本发明公开了一种达沙替尼‑铜(II)配合物,其化学名称为二硝基·一水·达沙替尼合铜(II)配合物,化学式为C22H29ClCuN10O12S,分子量为755.07g/mol,其结构式如式(I)所示:本发明还公开所述达沙替尼‑铜(II)配合物的合成方法和应用。本发明提供的达沙替尼‑铜(II)配合物具有较好的潜在药用价值,可用于各种抗肿瘤药物的制备。

Description

一种达沙替尼-铜(II)配合物及其合成方法和应用
技术领域
本发明涉及医药技术领域,具体涉及一种达沙替尼-铜(II)配合物及其合成方法和及应用。
背景技术
近年来肿瘤的发生率不断增加,恶性肿瘤约占当今世界疾病的25%,它是威胁人类健康的最主要疾病之一。目前,治疗恶性肿瘤的传统手段之一有化学药物治疗疗和放射性物理疗法两种方法,其中,以顺铂、卡铂等为代表的数种无机铂类抗癌药物对多种癌症类型有良好的治愈效果,尤其是对睾丸癌和卵巢癌的治疗更有效(Mao Z.-W.;etal.Inorg.Chem.Front.,2017,4:10-32.)。然而,顺铂类药物在临床治疗过程中容易产生肾毒性、神经毒性、耳毒性、胃肠道毒性、肝脏毒性、耳毒性及耐药性,致使它们在临床治疗上的使用受到了限制(Rosenberg,B.;et al.Nature,1965,205:698-699.)。因此,研发新型高效、低毒、高选择性的非铂类抗肿瘤化疗药物迫在眉睫。

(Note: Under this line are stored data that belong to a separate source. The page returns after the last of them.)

//! Top-level router configuration.
//!
//! # Route Structure
//!
//! - `GET  /health`                    - Health check: database, click queue
//! - `POST /api/v1/links`              - Create a short link
//! - `GET  /api/v1/links/{code}/stats` - Click total for a link
//! - `GET  /{code}`                    - Short link redirect
//!
//! # Middleware
//!
//! - **Tracing** - Structured request/response logging
//! - **Path normalization** - Trailing slash handling

use crate::api;
use crate::api::handlers::{health_handler, redirect_handler};
use crate::api::middleware::tracing;
use crate::state::AppState;
use axum::Router;
use axum::routing::get;
use tower::Layer;
use tower_http::normalize_path::{NormalizePath, NormalizePathLayer};

/// Builds the routes with their state and request tracing.
///
/// The redirect handler reads the peer address, so the router must be served
/// with connect info (see [`crate::server::run`]).
pub fn router(state: AppState) -> Router {
    Router::new()
        .route("/health", get(health_handler))
        .nest("/api/v1", api::routes::v1_routes())
        .route("/{code}", get(redirect_handler))
        .with_state(state)
        .layer(tracing::layer())
}

/// Constructs the application router with path normalization applied.
pub fn app_router(state: AppState) -> NormalizePath<Router> {
    NormalizePathLayer::trim_trailing_slash().layer(router(state))
}
//! Repository trait for click persistence.

use crate::domain::entities::{Click, NewClick};
use crate::error::AppError;
use async_trait::async_trait;

/// Durable store of [`Click`] records.
///
/// # Implementations
///
/// - [`crate::infrastructure::persistence::PgClickRepository`] - PostgreSQL implementation
/// - Test mocks available with `cfg(test)`
#[cfg_attr(test, mockall::automock)]
#[async_trait]
pub trait ClickRepository: Send + Sync {
    /// Records a click.
    ///
    /// # Errors
    ///
    /// Returns [`AppError::Storage`] on database errors, including a
    /// `link_id` that does not reference an existing link.
    async fn create(&self, new_click: NewClick) -> Result<Click, AppError>;

    /// Counts clicks recorded for a link.
    ///
    /// # Errors
    ///
    /// Returns [`AppError::Storage`] on database errors.
    async fn count_by_link_id(&self, link_id: i64) -> Result<i64, AppError>;
}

铜是人体必不可少的微量金属元素之一,人体内既存在单质铜,也有以化合物形式存在的铜,铜元素被吸收进入人体后,前期与血浆铜蓝蛋白、白蛋白和其他蛋白质结合,后期则可以与多种配体形成各种配合物,然后主要与蛋白和核酸等生物分子作用,发挥其免疫调节、抗肿瘤、抗菌等生物功能和活性(Liang,H.;et al.Metallomics,2015,7:1124-1136.)。因此,铜配合物具有发展为新型金属抗肿瘤药物的巨大潜力。例如,Lovejoy等(Lovejoy,D.B.;et al.CancerRes.,2011,71:5771-5880.)设计了一系列了氨基硫脲类-铜(II)配合物,研究发现此类配合物通过作用溶酶体来抑制MCF-7细胞的生长,并能明显的诱导肿瘤细胞凋亡。Boutaleb-Charki等合成了6种嘧啶类-铜(II)配合物,并对它们进行了抗菌活性的研究(Boutaleb-Charki,B.;et al.DrugMetab.Lett.,2009,3:35-44.);研究发现该类铜(II)配合物的抑菌能力均强于相应的配体。此外,大量Salphen类铜(II)配合物的抗肿瘤活性被报道,报道中指出它们能诱导肿瘤细胞凋亡,也是一种良好的端粒酶抑制剂(Arola-Arnal,A.;et al.Inorg.Chem.,2008,47:11910-11919.)。另一方面,85%以上的人类的恶性肿瘤细胞中能够检测到端粒酶的活性,使其成为一个几乎普遍的癌标志物,而在大多数正常体细胞中,端粒酶是阴性的(Biffi,G.;et al.Nat.Chem.,2013,5:182-186.)。因此,抑制端粒酶的活性是一个很好地降低癌细胞生长的抗肿瘤策略。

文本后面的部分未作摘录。